- [TASK]: Scan the entries for lines with the word "NaiveDate" and copy those lines.

====

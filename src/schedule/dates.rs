//! Randomized due-date projection.
//!
//! A successful review pushes the next due date out by the previous gap
//! times `recall_factor`, jittered by a uniform offset and clamped to
//! `[1, recall_max]` days. The result is therefore always strictly in
//! the future.
//!
//! Fractional products round half away from zero (`f64::round`). Prior
//! data produced under a floor policy will not reproduce bit-exact
//! dates.

use chrono::{Duration, NaiveDate};

use crate::core::TrainRng;

/// Project the next due date for a recalled item.
///
/// `recall_max` must be at least 1.
pub fn project_due_date(
    today: NaiveDate,
    last_study: NaiveDate,
    current_due: NaiveDate,
    recall_factor: f64,
    recall_radius: i64,
    recall_max: i64,
    rng: &mut TrainRng,
) -> NaiveDate {
    let gap = (current_due - last_study).num_days();
    let base = (gap as f64 * recall_factor).round() as i64;
    let offset = rng.offset(recall_radius);
    let clamped = (base + offset).clamp(1, recall_max);
    today + Duration::days(clamped)
}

====

- [OUTPUT]:
use chrono::{Duration, NaiveDate};
    today: NaiveDate,
    last_study: NaiveDate,
    current_due: NaiveDate,
) -> NaiveDate {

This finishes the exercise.